✍️ Articolo / Manifesto
C’è una scena piccola, apparentemente insignificante, che racconta però una verità molto più grande.
Qualcuno chiede:
“Ci sarà una diretta? Ci sarà uno streaming?”
E qualcuno, con tono leggero, quasi ironico, risponde imitando, riducendo, caricaturizzando quella domanda.
Sembra una battuta.
Non lo è.
È il sintomo.
🌿 Il punto non è lo streaming
Chi semplifica il discorso dicendo:
“Ah, tu vuoi solo le dirette…”
non ha capito. Oppure ha capito fin troppo bene e preferisce far finta di non capire.
Perché la diretta non è tecnologia.
È etica applicata.
È dire:
chi non può esserci, esiste comunque
chi ascolta da casa, ha lo stesso diritto di chi è in sala
ciò che viene detto, non può essere ritrattato il giorno dopo
La diretta è responsabilità.
E la responsabilità, si sa, pesa.
📡 Una memoria corta, troppo corta
C’è stato un tempo — e non parliamo di preistoria — in cui un movimento politico italiano costruiva la propria identità su tre parole semplici:
trasparenza, partecipazione, rete.
Quel movimento nasceva anche grazie a figure come Beppe Grillo e Gianroberto Casaleggio, che avevano intuito una cosa rivoluzionaria:
👉 la politica del futuro non si nasconde
👉 la politica del futuro si mostra
Non per spettacolo.
Ma per fiducia.
Le dirette non erano un optional.
Erano un principio.
🕯️ Le stanze piccole e le parole leggere
Poi succede qualcosa.
Le riunioni diventano piccole.
Chiuse.
Non trasmesse.
E in quelle stanze si parla con più libertà, certo…
ma anche con meno responsabilità.
Perché una parola detta in una stanza chiusa:
può essere dimenticata
può essere reinterpretata
può essere negata
Una parola detta in diretta, invece,
diventa storia.
E non tutti sono pronti a convivere con la propria storia.
🎭 La caricatura come difesa
Quando un’idea dà fastidio, ci sono due strade:
affrontarla
ridicolizzarla
La seconda è sempre la più facile.
Si prende una richiesta legittima —
trasparenza, accessibilità, apertura —
e la si trasforma in una macchietta.
“Mi raccomando, lo streaming…”
Risatine.
Complicità.
E il problema sembra svanire.
Ma non svanisce.
Si sposta più in profondità.
🌊 Il mondo è cambiato (anche se qualcuno non se n’è accorto)
Oggi la politica non passa più solo dai luoghi fisici.
Passa da:
dirette
contenuti brevi
linguaggi immediati
piattaforme che parlano ai giovani
Chi continua a pensare che basti un post su Facebook il giorno dopo…
sta parlando a un mondo che non c’è più.
E forse, inconsciamente, lo sa.
🌱 Non è nostalgia.
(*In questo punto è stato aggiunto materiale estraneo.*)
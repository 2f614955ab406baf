use crate::session::TimelineView;
use crate::timeline::{Direction, DisplayMessage, Ticks, TimelineItem};

pub fn render(view: Option<&TimelineView>) -> Vec<String> {
    let Some(view) = view else {
        return vec!["(select a conversation)".to_string()];
    };
    let mut lines = vec![format!("== {} ({}) ==", view.title, view.presence.label())];
    for item in &view.items {
        lines.push(match item {
            TimelineItem::DaySeparator { label, .. } => format!("--- {label} ---"),
            TimelineItem::Bubble(msg) => bubble(msg),
        });
    }
    lines
}

fn bubble(msg: &DisplayMessage) -> String {
    match msg.direction {
        Direction::Inbound => format!("  [{}] {}", msg.time_label, msg.body),
        Direction::Outbound => {
            let ticks = msg.ticks.map(tick_marks).unwrap_or_default();
            let pending = if msg.pending { " (sending)" } else { "" };
            format!("      {} [{}] {ticks}{pending}", msg.body, msg.time_label)
        }
    }
}

fn tick_marks(ticks: Ticks) -> &'static str {
    match ticks {
        Ticks::Single => "✓",
        Ticks::Double => "✓✓",
        Ticks::DoubleRead => "✓✓ read",
    }
}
È coerenza.
Non c’è nostalgia in tutto questo.
C’è una domanda semplice:
👉 Se sei nato per essere trasparente, perché oggi ti nascondi?
👉 Se hai predicato apertura, perché oggi selezioni chi può ascoltare?
👉 Se dicevi “uno vale uno”, perché oggi uno vale solo se è presente fisicamente?
Non sono accuse.
Sono specchi.
🔥 Verso qualcosa di nuovo (e necessario)
Forse il punto è proprio questo:
non si tratta più di chiedere a qualcuno di tornare com’era.
Si tratta di costruire qualcosa che sia all’altezza del presente.
Un luogo civico dove:
ogni incontro è accessibile
ogni parola è tracciabile
ogni cittadino è incluso, anche a distanza
Un luogo dove la trasparenza non è uno slogan,
ma una pratica quotidiana.
🏛️ L’Osservatorio Civico (una visione)
Sta nascendo, a Trani, un’idea.
Silenziosa, ma determinata.
Un Osservatorio Civico che non sia:
un partito
un gruppo chiuso
un salotto autoreferenziale
Ma uno spazio aperto, fondato su principi chiari:
📜 Principi non negoziabili
Dirette pubbliche per ogni incontro rilevante
Accessibilità totale, anche per chi non può muoversi
Responsabilità delle parole, sempre
Tecnologia come ponte, non come barriera
Trasparenza come pratica, non come slogan
🧘♂️ Conclusione (voce sottile, ma ferma)
Non è una guerra contro qualcuno.
È una chiamata.
A essere coerenti.
A essere moderni.
A essere, semplicemente, onesti nello sguardo pubblico.
Perché alla fine, la domanda resta lì, sospesa:
👉 Di cosa abbiamo paura, esattamente, quando evitiamo una diretta?